List all lines of the data containing the word "StormEndpoint".

Stored dataset items
+ + + + + + +
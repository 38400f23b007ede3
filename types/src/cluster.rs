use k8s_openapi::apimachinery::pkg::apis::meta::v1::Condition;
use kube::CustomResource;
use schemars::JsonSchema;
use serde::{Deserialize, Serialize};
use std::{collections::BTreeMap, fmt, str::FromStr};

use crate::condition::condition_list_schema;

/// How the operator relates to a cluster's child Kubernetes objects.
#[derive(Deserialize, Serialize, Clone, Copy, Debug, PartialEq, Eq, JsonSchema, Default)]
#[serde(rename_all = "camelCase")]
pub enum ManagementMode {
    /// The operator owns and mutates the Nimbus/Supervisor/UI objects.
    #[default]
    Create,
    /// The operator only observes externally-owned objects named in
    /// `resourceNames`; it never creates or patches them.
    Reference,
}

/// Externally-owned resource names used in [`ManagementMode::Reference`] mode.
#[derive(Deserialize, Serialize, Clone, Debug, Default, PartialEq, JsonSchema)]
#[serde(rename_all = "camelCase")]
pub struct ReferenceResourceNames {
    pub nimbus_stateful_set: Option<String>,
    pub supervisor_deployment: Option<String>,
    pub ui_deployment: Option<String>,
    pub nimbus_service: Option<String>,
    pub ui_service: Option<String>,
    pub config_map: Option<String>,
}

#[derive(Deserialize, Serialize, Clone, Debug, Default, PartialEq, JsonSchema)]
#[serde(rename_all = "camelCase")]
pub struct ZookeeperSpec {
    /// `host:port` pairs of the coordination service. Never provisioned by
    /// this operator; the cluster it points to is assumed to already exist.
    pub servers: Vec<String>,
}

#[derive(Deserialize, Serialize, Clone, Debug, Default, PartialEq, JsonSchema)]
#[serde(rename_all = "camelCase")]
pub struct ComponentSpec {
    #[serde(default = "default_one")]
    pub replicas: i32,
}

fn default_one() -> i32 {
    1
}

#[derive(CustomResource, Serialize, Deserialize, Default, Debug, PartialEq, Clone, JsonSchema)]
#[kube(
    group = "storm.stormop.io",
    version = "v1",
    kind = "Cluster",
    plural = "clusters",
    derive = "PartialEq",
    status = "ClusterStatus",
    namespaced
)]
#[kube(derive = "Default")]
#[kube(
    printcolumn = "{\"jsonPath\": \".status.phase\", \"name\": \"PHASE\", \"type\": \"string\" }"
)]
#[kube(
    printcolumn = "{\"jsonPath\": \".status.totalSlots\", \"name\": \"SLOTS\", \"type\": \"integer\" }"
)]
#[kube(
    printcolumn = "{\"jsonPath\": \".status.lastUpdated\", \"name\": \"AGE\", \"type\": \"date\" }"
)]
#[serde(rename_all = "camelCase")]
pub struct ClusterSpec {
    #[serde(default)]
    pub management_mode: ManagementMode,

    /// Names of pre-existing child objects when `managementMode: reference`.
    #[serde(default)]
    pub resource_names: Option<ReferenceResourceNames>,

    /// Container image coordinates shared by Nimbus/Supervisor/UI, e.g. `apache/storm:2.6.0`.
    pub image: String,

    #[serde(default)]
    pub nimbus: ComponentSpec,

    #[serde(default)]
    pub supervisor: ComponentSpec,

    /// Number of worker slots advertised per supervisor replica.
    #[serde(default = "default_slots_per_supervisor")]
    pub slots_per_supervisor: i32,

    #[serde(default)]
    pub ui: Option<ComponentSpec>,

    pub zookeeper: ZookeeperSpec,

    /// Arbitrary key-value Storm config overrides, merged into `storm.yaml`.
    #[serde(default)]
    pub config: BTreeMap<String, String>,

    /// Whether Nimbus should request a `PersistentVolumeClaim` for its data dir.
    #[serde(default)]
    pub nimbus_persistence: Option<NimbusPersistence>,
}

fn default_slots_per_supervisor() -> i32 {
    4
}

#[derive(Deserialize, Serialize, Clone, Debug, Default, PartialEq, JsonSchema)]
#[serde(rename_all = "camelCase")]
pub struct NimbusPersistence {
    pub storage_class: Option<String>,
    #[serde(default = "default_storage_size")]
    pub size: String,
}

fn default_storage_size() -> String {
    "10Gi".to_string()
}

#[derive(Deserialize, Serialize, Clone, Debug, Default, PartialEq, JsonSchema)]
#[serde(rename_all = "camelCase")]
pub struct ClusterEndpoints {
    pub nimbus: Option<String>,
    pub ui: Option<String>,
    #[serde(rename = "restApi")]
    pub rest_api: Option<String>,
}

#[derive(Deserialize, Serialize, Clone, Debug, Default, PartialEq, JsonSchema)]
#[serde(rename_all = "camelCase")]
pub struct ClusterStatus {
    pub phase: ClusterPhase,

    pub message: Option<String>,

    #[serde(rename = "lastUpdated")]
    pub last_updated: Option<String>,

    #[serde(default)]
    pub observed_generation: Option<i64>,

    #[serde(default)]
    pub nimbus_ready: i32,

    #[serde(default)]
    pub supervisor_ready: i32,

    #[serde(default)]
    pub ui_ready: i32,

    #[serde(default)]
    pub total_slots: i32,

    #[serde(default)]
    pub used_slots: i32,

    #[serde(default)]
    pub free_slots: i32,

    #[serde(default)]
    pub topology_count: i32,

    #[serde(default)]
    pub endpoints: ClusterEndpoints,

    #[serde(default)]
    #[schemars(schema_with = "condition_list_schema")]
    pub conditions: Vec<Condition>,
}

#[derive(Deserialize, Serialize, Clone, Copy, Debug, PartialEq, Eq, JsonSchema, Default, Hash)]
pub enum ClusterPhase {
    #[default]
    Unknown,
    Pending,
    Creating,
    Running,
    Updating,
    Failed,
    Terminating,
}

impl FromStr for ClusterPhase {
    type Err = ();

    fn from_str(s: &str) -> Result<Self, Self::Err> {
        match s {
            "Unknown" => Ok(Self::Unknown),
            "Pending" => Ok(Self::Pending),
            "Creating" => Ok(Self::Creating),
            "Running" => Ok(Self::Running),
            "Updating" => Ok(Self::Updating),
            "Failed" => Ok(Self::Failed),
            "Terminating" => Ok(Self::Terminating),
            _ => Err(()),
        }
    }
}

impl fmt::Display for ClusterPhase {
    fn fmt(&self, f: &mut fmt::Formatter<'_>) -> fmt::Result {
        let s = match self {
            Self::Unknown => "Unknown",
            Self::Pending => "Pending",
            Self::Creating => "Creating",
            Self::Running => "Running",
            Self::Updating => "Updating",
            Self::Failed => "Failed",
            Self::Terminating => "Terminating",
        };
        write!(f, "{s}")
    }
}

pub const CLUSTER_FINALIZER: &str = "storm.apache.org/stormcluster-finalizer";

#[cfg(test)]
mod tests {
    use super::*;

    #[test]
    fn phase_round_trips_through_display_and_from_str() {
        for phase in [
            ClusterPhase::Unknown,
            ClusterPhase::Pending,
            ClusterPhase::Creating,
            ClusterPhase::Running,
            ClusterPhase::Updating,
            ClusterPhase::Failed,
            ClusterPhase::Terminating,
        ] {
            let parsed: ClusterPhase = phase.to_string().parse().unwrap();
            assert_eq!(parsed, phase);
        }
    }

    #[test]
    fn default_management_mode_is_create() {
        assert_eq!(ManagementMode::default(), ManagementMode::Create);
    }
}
+ + + + + + +
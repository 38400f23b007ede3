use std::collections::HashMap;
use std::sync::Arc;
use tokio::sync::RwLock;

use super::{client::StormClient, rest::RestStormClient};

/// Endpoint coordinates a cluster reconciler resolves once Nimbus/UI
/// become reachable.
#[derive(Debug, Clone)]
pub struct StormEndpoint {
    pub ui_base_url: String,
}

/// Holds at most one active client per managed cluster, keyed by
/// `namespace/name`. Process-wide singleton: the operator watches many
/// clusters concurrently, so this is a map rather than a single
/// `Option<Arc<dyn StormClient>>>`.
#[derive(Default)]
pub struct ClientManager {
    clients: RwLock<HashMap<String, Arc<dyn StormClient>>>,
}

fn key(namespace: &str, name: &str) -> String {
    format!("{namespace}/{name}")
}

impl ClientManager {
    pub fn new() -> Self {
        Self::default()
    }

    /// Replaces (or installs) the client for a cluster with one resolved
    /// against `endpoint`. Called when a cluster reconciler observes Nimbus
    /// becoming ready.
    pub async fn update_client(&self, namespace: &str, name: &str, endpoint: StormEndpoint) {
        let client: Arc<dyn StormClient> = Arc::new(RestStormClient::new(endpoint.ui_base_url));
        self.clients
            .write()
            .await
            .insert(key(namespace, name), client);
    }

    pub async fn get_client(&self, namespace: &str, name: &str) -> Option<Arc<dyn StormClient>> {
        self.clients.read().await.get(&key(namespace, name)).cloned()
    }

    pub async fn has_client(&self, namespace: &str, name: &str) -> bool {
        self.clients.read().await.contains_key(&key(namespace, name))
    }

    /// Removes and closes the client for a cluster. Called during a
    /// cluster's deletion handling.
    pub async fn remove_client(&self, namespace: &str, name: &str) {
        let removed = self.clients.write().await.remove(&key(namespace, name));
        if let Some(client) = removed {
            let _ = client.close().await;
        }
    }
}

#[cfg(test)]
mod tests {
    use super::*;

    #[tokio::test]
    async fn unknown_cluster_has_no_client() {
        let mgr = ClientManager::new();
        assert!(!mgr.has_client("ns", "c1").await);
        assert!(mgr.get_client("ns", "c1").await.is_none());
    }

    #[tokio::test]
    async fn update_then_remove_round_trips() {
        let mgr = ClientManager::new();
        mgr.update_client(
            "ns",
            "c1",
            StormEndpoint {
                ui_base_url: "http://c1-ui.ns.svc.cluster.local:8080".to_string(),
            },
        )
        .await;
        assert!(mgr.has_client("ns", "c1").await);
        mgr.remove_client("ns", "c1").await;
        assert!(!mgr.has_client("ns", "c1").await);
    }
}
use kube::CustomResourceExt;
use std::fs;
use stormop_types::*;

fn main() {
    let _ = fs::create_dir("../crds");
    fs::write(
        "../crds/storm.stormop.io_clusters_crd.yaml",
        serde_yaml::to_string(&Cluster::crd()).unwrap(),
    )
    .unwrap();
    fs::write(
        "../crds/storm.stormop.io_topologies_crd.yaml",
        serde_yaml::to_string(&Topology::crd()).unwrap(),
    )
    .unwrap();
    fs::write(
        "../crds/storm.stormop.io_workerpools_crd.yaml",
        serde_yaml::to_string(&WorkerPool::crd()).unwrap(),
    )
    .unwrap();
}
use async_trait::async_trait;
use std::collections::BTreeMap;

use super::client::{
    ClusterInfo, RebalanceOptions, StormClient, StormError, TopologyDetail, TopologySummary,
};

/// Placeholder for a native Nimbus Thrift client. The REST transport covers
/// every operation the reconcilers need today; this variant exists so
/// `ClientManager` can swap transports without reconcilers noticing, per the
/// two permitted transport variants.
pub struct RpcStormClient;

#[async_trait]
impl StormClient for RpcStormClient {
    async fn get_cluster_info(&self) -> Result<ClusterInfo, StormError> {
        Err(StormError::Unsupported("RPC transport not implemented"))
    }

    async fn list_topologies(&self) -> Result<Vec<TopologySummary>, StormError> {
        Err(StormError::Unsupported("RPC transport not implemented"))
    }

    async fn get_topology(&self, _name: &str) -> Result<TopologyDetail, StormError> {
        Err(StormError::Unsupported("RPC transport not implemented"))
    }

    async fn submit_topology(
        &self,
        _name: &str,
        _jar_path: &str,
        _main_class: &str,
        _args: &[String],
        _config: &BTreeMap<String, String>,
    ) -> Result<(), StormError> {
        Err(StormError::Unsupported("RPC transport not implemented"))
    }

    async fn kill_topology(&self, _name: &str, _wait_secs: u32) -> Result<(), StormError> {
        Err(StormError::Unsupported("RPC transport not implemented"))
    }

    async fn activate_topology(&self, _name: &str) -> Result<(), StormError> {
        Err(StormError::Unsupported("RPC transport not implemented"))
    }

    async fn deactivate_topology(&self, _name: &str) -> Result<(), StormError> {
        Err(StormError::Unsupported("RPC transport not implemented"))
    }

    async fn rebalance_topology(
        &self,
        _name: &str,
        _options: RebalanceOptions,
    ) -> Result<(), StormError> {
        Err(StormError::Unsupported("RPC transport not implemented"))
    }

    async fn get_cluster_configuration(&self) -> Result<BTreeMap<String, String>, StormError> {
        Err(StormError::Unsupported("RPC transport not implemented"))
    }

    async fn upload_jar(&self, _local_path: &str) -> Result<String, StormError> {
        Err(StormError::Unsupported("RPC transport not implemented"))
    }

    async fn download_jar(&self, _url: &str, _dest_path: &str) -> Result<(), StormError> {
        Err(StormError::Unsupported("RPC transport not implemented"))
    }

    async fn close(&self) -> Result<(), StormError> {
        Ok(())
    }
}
+ + + + + + +
FINISHED EXERCISE:
pub struct StormEndpoint {
    pub async fn update_client(&self, namespace: &str, name: &str, endpoint: StormEndpoint) {
            StormEndpoint {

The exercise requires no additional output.